**WHAT YOU NEED TO DO:**
Without any change, set down every record below.

**DATA TO EXAMINE:**
use crate::catalog::{self, DiseaseCatalog, OfflineCatalog, SqliteCatalog};
use crate::classifier::LabelSpace;
use crate::config::{AppConfig, AppPaths, HistoryConfig};
use crate::db::DbPool;
use crate::error::{Error, Result};
use crate::history::{self, Recorded};
use crate::models::{
    Diagnosis, DiseaseRecord, HistoryEntry, NewDisease, PersistenceOutcome, ResolvedPrediction,
    UserId, UserRecord,
};
use crate::normalizer::{normalize, NormalizeConfig, Upload};
use crate::resolver::resolve;
use crate::slot::InferenceSlot;
use crate::uploads::UploadStore;
use crate::users;
use rusqlite::Connection;

/// Resolve-and-record entry point plus the read operations around it.
/// Every call checks out its own pooled connection and returns it on exit.
pub struct DiagnosisService {
    slot: InferenceSlot,
    labels: LabelSpace,
    pool: DbPool,
    uploads: UploadStore,
    normalize: NormalizeConfig,
    history: HistoryConfig,
}

impl DiagnosisService {
    pub fn new(
        config: &AppConfig,
        paths: &AppPaths,
        pool: DbPool,
        slot: InferenceSlot,
        labels: LabelSpace,
    ) -> Self {
        Self {
            slot,
            labels,
            pool,
            uploads: UploadStore::new(&paths.uploads_dir),
            normalize: NormalizeConfig::from_app(config),
            history: config.history.clone(),
        }
    }

    pub fn diagnose(&self, upload: &Upload, user: Option<UserId>) -> Result<Diagnosis> {
        let tensor = normalize(upload, &self.normalize)?;
        let scores = self.slot.classify(tensor)?;
        let ranking = self.labels.rank(&scores);

        let conn = match self.pool.get() {
            Ok(conn) => Ok(conn),
            Err(err) => {
                log::warn!("Catalog unavailable, resolving without details: {err}");
                Err(err.to_string())
            }
        };
        let (prediction, disease) = match &conn {
            Ok(conn) => resolve(
                &SqliteCatalog::new(conn),
                &ranking.primary,
                ranking.second.as_ref(),
            ),
            Err(reason) => resolve(
                &OfflineCatalog::new(reason.as_str()),
                &ranking.primary,
                ranking.second.as_ref(),
            ),
        };

        let outcome = match (user, &conn) {
            (None, _) => PersistenceOutcome::Anonymous,
            (Some(user), Ok(conn)) => self.persist(conn, user, upload, &prediction),
            (Some(user), Err(reason)) => {
                log::error!("History not recorded for user {user}: {reason}");
                PersistenceOutcome::Failed {
                    reason: format!("Storage unavailable: {reason}"),
                }
            }
        };

        Ok(Diagnosis {
            prediction,
            disease,
            history: outcome,
            is_guest: user.is_none(),
        })
    }

    fn persist(
        &self,
        conn: &Connection,
        user: UserId,
        upload: &Upload,
        prediction: &ResolvedPrediction,
    ) -> PersistenceOutcome {
        // the image is only written for a user the ledger can reference
        let recorded = users::user_exists(conn, user)
            .and_then(|exists| {
                if exists {
                    self.uploads.save(upload)
                } else {
                    Err(Error::NotFound(format!("user {user}")))
                }
            })
            .and_then(|image_reference| {
                history::record(conn, Some(user), prediction, &image_reference)
            });
        match recorded {
            Ok(Recorded::Stored(history_id)) => PersistenceOutcome::Recorded { history_id },
            Ok(Recorded::Skipped) => PersistenceOutcome::Anonymous,
            Err(err) => {
                log::error!("History not recorded for user {user}: {err}");
                PersistenceOutcome::Failed {
                    reason: err.to_string(),
                }
            }
        }
    }

    /// `limit` falls back to the configured default and is capped at the maximum.
    pub fn history(&self, user: UserId, limit: Option<u32>) -> Result<Vec<HistoryEntry>> {
        let limit = limit
            .unwrap_or(self.history.default_limit)
            .min(self.history.max_limit);
        let conn = self.pool.get()?;
        history::list(&conn, user, limit)
    }

    pub fn diseases(&self) -> Result<Vec<DiseaseRecord>> {
        let conn = self.pool.get()?;
        SqliteCatalog::new(&conn).list_all()
    }

    pub fn disease(&self, id: i64) -> Result<DiseaseRecord> {
        let conn = self.pool.get()?;
        SqliteCatalog::new(&conn)
            .find_by_id(id)?
            .ok_or_else(|| Error::NotFound(format!("disease {id}")))
    }

    pub fn search(&self, name: &str) -> Result<DiseaseRecord> {
        let conn = self.pool.get()?;
        SqliteCatalog::new(&conn)
            .find_by_short_name(name)?
            .ok_or_else(|| Error::NotFound(format!("disease named {:?}", name.trim())))
    }

    pub fn import_catalog(&self, records: &[NewDisease]) -> Result<usize> {
        let mut conn = self.pool.get()?;
        catalog::import_catalog(&mut conn, records)
    }

    pub fn add_user(&self, full_name: &str, email: &str) -> Result<UserRecord> {
        let conn = self.pool.get()?;
        users::create_user(&conn, full_name, email)
    }
}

**RESULT:**
use crate::catalog::{self, DiseaseCatalog, OfflineCatalog, SqliteCatalog};
use crate::classifier::LabelSpace;
use crate::config::{AppConfig, AppPaths, HistoryConfig};
use crate::db::DbPool;
use crate::error::{Error, Result};
use crate::history::{self, Recorded};
use crate::models::{
    Diagnosis, DiseaseRecord, HistoryEntry, NewDisease, PersistenceOutcome, ResolvedPrediction,
    UserId, UserRecord,
};
use crate::normalizer::{normalize, NormalizeConfig, Upload};
use crate::resolver::resolve;
use crate::slot::InferenceSlot;
use crate::uploads::UploadStore;
use crate::users;
use rusqlite::Connection;

/// Resolve-and-record entry point plus the read operations around it.
/// Every call checks out its own pooled connection and returns it on exit.
pub struct DiagnosisService {
    slot: InferenceSlot,
    labels: LabelSpace,
    pool: DbPool,
    uploads: UploadStore,
    normalize: NormalizeConfig,
    history: HistoryConfig,
}

impl DiagnosisService {
    pub fn new(
        config: &AppConfig,
        paths: &AppPaths,
        pool: DbPool,
        slot: InferenceSlot,
        labels: LabelSpace,
    ) -> Self {
        Self {
            slot,
            labels,
            pool,
            uploads: UploadStore::new(&paths.uploads_dir),
            normalize: NormalizeConfig::from_app(config),
            history: config.history.clone(),
        }
    }

    pub fn diagnose(&self, upload: &Upload, user: Option<UserId>) -> Result<Diagnosis> {
        let tensor = normalize(upload, &self.normalize)?;
        let scores = self.slot.classify(tensor)?;
        let ranking = self.labels.rank(&scores);

        let conn = match self.pool.get() {
            Ok(conn) => Ok(conn),
            Err(err) => {
                log::warn!("Catalog unavailable, resolving without details: {err}");
                Err(err.to_string())
            }
        };
        let (prediction, disease) = match &conn {
            Ok(conn) => resolve(
                &SqliteCatalog::new(conn),
                &ranking.primary,
                ranking.second.as_ref(),
            ),
            Err(reason) => resolve(
                &OfflineCatalog::new(reason.as_str()),
                &ranking.primary,
                ranking.second.as_ref(),
            ),
        };

        let outcome = match (user, &conn) {
            (None, _) => PersistenceOutcome::Anonymous,
            (Some(user), Ok(conn)) => self.persist(conn, user, upload, &prediction),
            (Some(user), Err(reason)) => {
                log::error!("History not recorded for user {user}: {reason}");
                PersistenceOutcome::Failed {
                    reason: format!("Storage unavailable: {reason}"),
                }
            }
        };

        Ok(Diagnosis {
            prediction,
            disease,
            history: outcome,
            is_guest: user.is_none(),
        })
    }

    fn persist(
        &self,
        conn: &Connection,
        user: UserId,
        upload: &Upload,
        prediction: &ResolvedPrediction,
    ) -> PersistenceOutcome {
        // the image is only written for a user the ledger can reference
        let recorded = users::user_exists(conn, user)
            .and_then(|exists| {
                if exists {
                    self.uploads.save(upload)
                } else {
                    Err(Error::NotFound(format!("user {user}")))
                }
            })
            .and_then(|image_reference| {
                history::record(conn, Some(user), prediction, &image_reference)
            });
        match recorded {
            Ok(Recorded::Stored(history_id)) => PersistenceOutcome::Recorded { history_id },
            Ok(Recorded::Skipped) => PersistenceOutcome::Anonymous,
            Err(err) => {
                log::error!("History not recorded for user {user}: {err}");
                PersistenceOutcome::Failed {
                    reason: err.to_string(),
                }
            }
        }
    }

    /// `limit` falls back to the configured default and is capped at the maximum.
    pub fn history(&self, user: UserId, limit: Option<u32>) -> Result<Vec<HistoryEntry>> {
        let limit = limit
            .unwrap_or(self.history.default_limit)
            .min(self.history.max_limit);
        let conn = self.pool.get()?;
        history::list(&conn, user, limit)
    }

    pub fn diseases(&self) -> Result<Vec<DiseaseRecord>> {
        let conn = self.pool.get()?;
        SqliteCatalog::new(&conn).list_all()
    }

    pub fn disease(&self, id: i64) -> Result<DiseaseRecord> {
        let conn = self.pool.get()?;
        SqliteCatalog::new(&conn)
            .find_by_id(id)?
            .ok_or_else(|| Error::NotFound(format!("disease {id}")))
    }

    pub fn search(&self, name: &str) -> Result<DiseaseRecord> {
        let conn = self.pool.get()?;
        SqliteCatalog::new(&conn)
            .find_by_short_name(name)?
            .ok_or_else(|| Error::NotFound(format!("disease named {:?}", name.trim())))
    }

    pub fn import_catalog(&self, records: &[NewDisease]) -> Result<usize> {
        let mut conn = self.pool.get()?;
        catalog::import_catalog(&mut conn, records)
    }

    pub fn add_user(&self, full_name: &str, email: &str) -> Result<UserRecord> {
        let conn = self.pool.get()?;
        users::create_user(&conn, full_name, email)
    }
}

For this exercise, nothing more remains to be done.